In a release responding to a video on Facebook of a 12-year-old girl being beaten with a belt by her mother for posting inappropriate pictures of herself on the same site Johnson said while he supports the right of parents to discipline their children, they should take care that their discipline doesn’t become abuse. The woman, Helen Bartlett, a mother of four claimed she beat her daughter to ensure she never posted inappropriate pictures of herself on Facebook again
Bartlett’s actions have sparked a public debate around the topic with some citizens agreeing with her actions and others protesting against it.
In support of Bartlett’s actions, some citizens have been stating that the Bible said “spare the rod, spoil the child.”
Johnson says while many people believe they are quoting the Christian Bible when they use the phrase “spare the rod, spoil the child,” this phrase was not to be found in the Bible.
“The phrase ‘spare the rod, spoil the child’ is often incorrectly attributed to the Christian Bible. When in fact it does not appear in there, it was first written in a poem (Hudibras) by Samuel Butler in 1664.”
The actual Bible quote comes from Proverbs 13.24 - “those who spare the rod of discipline hate their children. Those who love their children care enough to discipline.”
“There is a difference between corporal punishment and abuse . . . We support the use of corporal punishment within the home, but we strongly object to any from of abuse.
“Trinidad and Tobago is receptive of corporal punishment, and many of our citizens have not been traumatised by their parents use of it, but that does not negate the fact that it has negative effects as well,” Johnson said.
He said there is a two-factor difference between discipline and abuse. One difference is the intensity which refers to the extent to which injuries have resulted from the use of violence; and the intention for which the act was carried out.
Johnson said another “alarming” issue was Bartlett’s decision to film and post the video on Facebook.

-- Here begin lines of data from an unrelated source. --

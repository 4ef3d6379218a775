//! Health and summary handlers

use crate::api::rest::state::AppState;
use crate::error::ApiResult;
use axum::{extract::State, Json};
use serde::Serialize;
use surety_ledger::LedgerSummary;

/// API banner
#[derive(Debug, Serialize)]
pub struct IndexResponse {
    pub message: String,
}

pub async fn index() -> Json<IndexResponse> {
    Json(IndexResponse {
        message: "An API for use with your Dapp!".to_string(),
    })
}

/// Health check response
#[derive(Debug, Serialize)]
pub struct HealthCheckResponse {
    pub status: String,
    pub version: String,
    pub uptime: String,
}

/// Health check endpoint
pub async fn health_check(State(state): State<AppState>) -> Json<HealthCheckResponse> {
    Json(HealthCheckResponse {
        status: "healthy".to_string(),
        version: state.version.clone(),
        uptime: state.uptime(),
    })
}

/// Daemon and ledger summary
#[derive(Debug, Serialize)]
pub struct SummaryResponse {
    pub version: String,
    pub uptime: String,
    pub started_at: chrono::DateTime<chrono::Utc>,
    pub ledger: LedgerSummary,
    pub payouts: usize,
}

pub async fn summary(State(state): State<AppState>) -> ApiResult<Json<SummaryResponse>> {
    let ledger = state.ledger.summary()?;

    Ok(Json(SummaryResponse {
        version: state.version.clone(),
        uptime: state.uptime(),
        started_at: state.started_at,
        ledger,
        payouts: state.payouts.recent(usize::MAX).len(),
    }))
}
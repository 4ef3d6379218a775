//! Airline registry handlers
//!
//! Sponsor and airline addresses are asserted by the client, not authenticated.

use crate::api::rest::state::AppState;
use crate::error::{ApiError, ApiResult};
use axum::{
    extract::{Path, State},
    Json,
};
use serde::Deserialize;
use surety_ledger::{Address, Admission, Airline, Amount};

/// Register airline request
#[derive(Debug, Deserialize)]
pub struct RegisterAirlineRequest {
    pub sponsor: Address,
    pub airline: Address,
    pub name: String,
}

#[derive(Debug, Deserialize)]
pub struct FundAirlineRequest {
    pub amount: Amount,
}

/// List admitted airlines and pending candidates
pub async fn list_airlines(State(state): State<AppState>) -> ApiResult<Json<Vec<Airline>>> {
    Ok(Json(state.ledger.airlines()?))
}

pub async fn get_airline(
    State(state): State<AppState>,
    Path(address): Path<String>,
) -> ApiResult<Json<Airline>> {
    state
        .ledger
        .airline(&Address::new(address.clone()))?
        .map(Json)
        .ok_or_else(|| ApiError::NotFound(format!("Airline {} not found", address)))
}

/// Sponsor or vote for a candidate
pub async fn register_airline(
    State(state): State<AppState>,
    Json(request): Json<RegisterAirlineRequest>,
) -> ApiResult<Json<Admission>> {
    let admission =
        state
            .ledger
            .register_airline(&request.sponsor, &request.airline, &request.name)?;

    tracing::info!(
        sponsor = %request.sponsor,
        airline = %request.airline,
        registered = admission.is_registered(),
        "Airline sponsorship accepted"
    );

    Ok(Json(admission))
}

pub async fn fund_airline(
    State(state): State<AppState>,
    Path(address): Path<String>,
    Json(request): Json<FundAirlineRequest>,
) -> ApiResult<Json<Airline>> {
    let airline = state
        .ledger
        .fund_airline(&Address::new(address), request.amount)?;
    Ok(Json(airline))
}
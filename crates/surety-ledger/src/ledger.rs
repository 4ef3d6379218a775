//! The ledger facade.
//!
//! All state lives in one [`DataLayer`] behind one `RwLock`. Every mutation
//! takes the write lock for the whole transition, opens a gated session under
//! the ledger's own identity, and publishes its notifications only after the
//! transition committed. Reads take the read lock and are never gated.

use std::sync::{Arc, PoisonError, RwLock, RwLockReadGuard, RwLockWriteGuard};

use serde::{Deserialize, Serialize};
use tokio::sync::broadcast;
use tracing::{debug, info, warn};

use crate::airlines::{Admission, AirlineRegistry};
use crate::config::LedgerConfig;
use crate::credit::{CreditLedger, FundsTransfer, RecordingTransfer};
use crate::error::{LedgerError, LedgerResult};
use crate::events::{EventEnvelope, LedgerEvent};
use crate::flights::FlightRegistry;
use crate::gate::{DataLayer, StoreSession};
use crate::insurance::InsuranceLedger;
use crate::oracles::{IndexSelector, OracleConsensus, SeededIndexSelector, SubmissionOutcome};
use crate::storage::{InMemoryStorage, Storage};
use crate::types::{
    Address, Airline, Amount, Flight, FlightKey, InsurancePolicy, Oracle, OracleIndexes,
    StatusCode, StatusRequest, StatusRequestKey,
};

const DEFAULT_EVENT_CAPACITY: usize = 1024;

struct LedgerCore {
    data: DataLayer,
    selector: Box<dyn IndexSelector>,
}

/// Counts and balances for display.
#[derive(Clone, Debug, PartialEq, Eq, Serialize, Deserialize)]
pub struct LedgerSummary {
    pub operational: bool,
    pub registered_airlines: usize,
    pub funded_airlines: usize,
    pub pending_airlines: usize,
    pub flights: usize,
    pub oracles: usize,
    pub escrow: Amount,
}

/// Flight delay insurance ledger.
pub struct FlightSuretyLedger {
    core: RwLock<LedgerCore>,
    identity: Address,
    config: LedgerConfig,
    transfer: Arc<dyn FundsTransfer>,
    events: broadcast::Sender<EventEnvelope>,
}
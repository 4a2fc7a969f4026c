//! # vendo-service: Orchestration Layer for Vendo
//!
//! The outer surface of the workspace. Services wire the pure domain model
//! (vendo-core) to persistence (vendo-db) and announce completed sale
//! transitions through a fire-and-forget event publisher.
//!
//! ## Operation Shape
//! ```text
//! ┌─────────────────────────────────────────────────────────────────────────┐
//! │                    Load → Mutate → Save → Notify                        │
//! │                                                                         │
//! │  SaleService::cancel_item(sale_id, product_id)                         │
//! │       │                                                                 │
//! │       ├── db.sales().get_by_id()        load aggregate                 │
//! │       ├── sale.cancel_item()            domain rules + cascade         │
//! │       ├── db.sales().update_cancellation()   one transaction           │
//! │       └── publisher.item_cancelled()    after commit, can't fail       │
//! │                                                                         │
//! └─────────────────────────────────────────────────────────────────────────┘
//! ```
//!
//! ## Usage
//!
//! ```rust,ignore
//! use std::sync::Arc;
//! use vendo_db::{Database, DbConfig};
//! use vendo_service::{LogEventPublisher, SaleService};
//!
//! let db = Database::new(DbConfig::new("./vendo.db")).await?;
//! let sales = SaleService::new(db.clone(), Arc::new(LogEventPublisher::new()));
//! let sale = sales.create_sale(request).await?;
//! ```

// =============================================================================
// Module Declarations
// =============================================================================

pub mod cart;
pub mod error;
pub mod events;
pub mod product;
pub mod sale;

// =============================================================================
// Re-exports
// =============================================================================

pub use cart::{CartService, NewCart, NewCartLine};
pub use error::{ServiceError, ServiceResult};
pub use events::{LogEventPublisher, NoopEventPublisher, SaleEventPublisher};
pub use product::{ProductFields, ProductService};
pub use sale::{NewSale, NewSaleLine, SaleService};
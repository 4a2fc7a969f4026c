// ============================================================================
// Error Types - Domain Error Handling
// ============================================================================
//
// Two layers of errors, raised synchronously at the point of violation:
//
//   ValidationError  - a constructor or mutator was handed bad input
//                      (out-of-range quantity, negative price, blank field)
//   DomainError      - a state rule was violated on otherwise-valid input
//                      (cancelling twice, targeting a missing line item)
//
// Every constructor validates BEFORE mutating, so a returned error always
// means "nothing changed".
//
// ============================================================================

use thiserror::Error;
use uuid::Uuid;

/// Errors from validating raw input against field-level rules.
#[derive(Debug, Clone, PartialEq, Eq, Error)]
pub enum ValidationError {
    /// A required text field was empty or whitespace-only
    #[error("{field} is required")]
    Required { field: String },

    /// A numeric field fell outside its allowed range
    #[error("{field} must be between {min} and {max}, got {actual}")]
    OutOfRange {
        field: String,
        min: i64,
        max: i64,
        actual: i64,
    },

    /// A numeric field must be strictly positive
    #[error("{field} must be positive, got {actual}")]
    MustBePositive { field: String, actual: i64 },

    /// A monetary field must not be negative
    #[error("{field} cannot be negative")]
    CannotBeNegative { field: String },

    /// A collection that must hold at least one element was empty
    #[error("{field} must contain at least one item")]
    Empty { field: String },

    /// A UUID reference was the nil UUID
    #[error("{field} must reference an existing entity")]
    NilReference { field: String },

    /// A value that must be unique already exists
    #[error("{field} '{value}' already exists")]
    Duplicate { field: String, value: String },
}

/// Errors from violating an aggregate's state rules.
#[derive(Debug, Clone, PartialEq, Eq, Error)]
pub enum DomainError {
    /// The entity was already in the Cancelled state (terminal, one-way)
    #[error("{entity} is already cancelled")]
    AlreadyCancelled { entity: &'static str },

    /// No line item with the given product id exists in the aggregate
    #[error("product {product_id} not found in {aggregate}")]
    ItemNotFound {
        aggregate: &'static str,
        product_id: Uuid,
    },

    /// Input validation failed
    #[error(transparent)]
    Validation(#[from] ValidationError),
}

/// Result alias for domain operations
pub type DomainResult<T> = Result<T, DomainError>;

// ============================================================================
// Tests
// ============================================================================
//! # Cart Service
//!
//! Orchestrates cart lifecycle: creation against the catalog, line
//! mutation (merge-on-add, removal), and deletion.
//!
//! Carts publish no domain events; only the sale lifecycle is observable
//! downstream.

use tracing::info;
use uuid::Uuid;

use crate::error::{ServiceError, ServiceResult};
use vendo_core::{Cart, CartItem};
use vendo_db::{Database, DbError};

/// One requested line of a new cart.
#[derive(Debug, Clone)]
pub struct NewCartLine {
    pub product_id: Uuid,
    pub quantity: i64,
}

/// Request to create a cart.
#[derive(Debug, Clone)]
pub struct NewCart {
    pub user_id: Uuid,
    pub lines: Vec<NewCartLine>,
}

/// Service for cart operations.
#[derive(Clone)]
pub struct CartService {
    db: Database,
}

impl CartService {
    /// Creates a new CartService.
    pub fn new(db: Database) -> Self {
        CartService { db }
    }

    /// Creates a cart. Every referenced product must exist in the catalog.
    pub async fn create_cart(&self, new: NewCart) -> ServiceResult<Cart> {
        let products = self.db.products();

        let mut items = Vec::with_capacity(new.lines.len());
        for line in &new.lines {
            if products.get_by_id(line.product_id).await?.is_none() {
                return Err(ServiceError::NotFound {
                    entity: "Product",
                    id: line.product_id,
                });
            }
            items.push(CartItem::new(line.product_id, line.quantity)?);
        }

        let cart = Cart::new(new.user_id, items)?;
        self.db.carts().insert(&cart).await?;

        info!(cart_id = %cart.id(), user_id = %cart.user_id(), "Cart created");
        Ok(cart)
    }

    /// Gets a cart by ID.
    pub async fn get_cart(&self, id: Uuid) -> ServiceResult<Cart> {
        self.db
            .carts()
            .get_by_id(id)
            .await?
            .ok_or(ServiceError::NotFound { entity: "Cart", id })
    }

    /// Lists carts, newest first, paged.
    pub async fn list_carts(&self, limit: i64, offset: i64) -> ServiceResult<Vec<Cart>> {
        Ok(self.db.carts().list(limit, offset).await?)
    }

    /// Adds units of a product to a cart, merging into an existing line
    /// when the product is already there.
    pub async fn add_item(
        &self,
        cart_id: Uuid,
        product_id: Uuid,
        quantity: i64,
    ) -> ServiceResult<Cart> {
        if self.db.products().get_by_id(product_id).await?.is_none() {
            return Err(ServiceError::NotFound {
                entity: "Product",
                id: product_id,
            });
        }

        let mut cart = self.get_cart(cart_id).await?;
        cart.add_item(product_id, quantity)?;
        self.db.carts().update_items(&cart).await?;

        info!(cart_id = %cart.id(), product_id = %product_id, quantity, "Cart line added");
        Ok(cart)
    }

    /// Removes a product's line from a cart.
    pub async fn remove_item(&self, cart_id: Uuid, product_id: Uuid) -> ServiceResult<Cart> {
        let mut cart = self.get_cart(cart_id).await?;
        cart.remove_item(product_id)?;
        self.db.carts().update_items(&cart).await?;

        info!(cart_id = %cart.id(), product_id = %product_id, "Cart line removed");
        Ok(cart)
    }

    /// Deletes a cart and its lines.
    pub async fn delete_cart(&self, id: Uuid) -> ServiceResult<()> {
        match self.db.carts().delete(id).await {
            Err(DbError::NotFound { .. }) => {
                Err(ServiceError::NotFound { entity: "Cart", id })
            }
            other => {
                if other.is_ok() {
                    info!(cart_id = %id, "Cart deleted");
                }
                Ok(other?)
            }
        }
    }
}

// =============================================================================
// Unit Tests
// =============================================================================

He said while there are no academic theories on the damage of publicly shaming children on social media, he said public humiliation is scarring especially since the video would not go away.
“It may stop the children from perpetuating bad behaviour, but the shame plagues them long after they’ve learned their lesson and the family has moved on from the incident,” he said.
Johnson encouraged all citizens to praise their children in public and chastise them privately.
“God raises or praises His children in public and privately chastises them . . . Thus we should remember that a parent’s duty is to discipline a child out of love, but not because we are afraid of the shame they may bring on us,” he said.
Johnson said the 12-year-old girl is in need of clinical counselling by a trained professional as well as being placed in a support group that will focus on her self-esteem building.
He also said the family unit should have counselling in order to move forward from the incident.
Johnson further called on the Government to take a more proactive stance to prevent future cases of child abuse.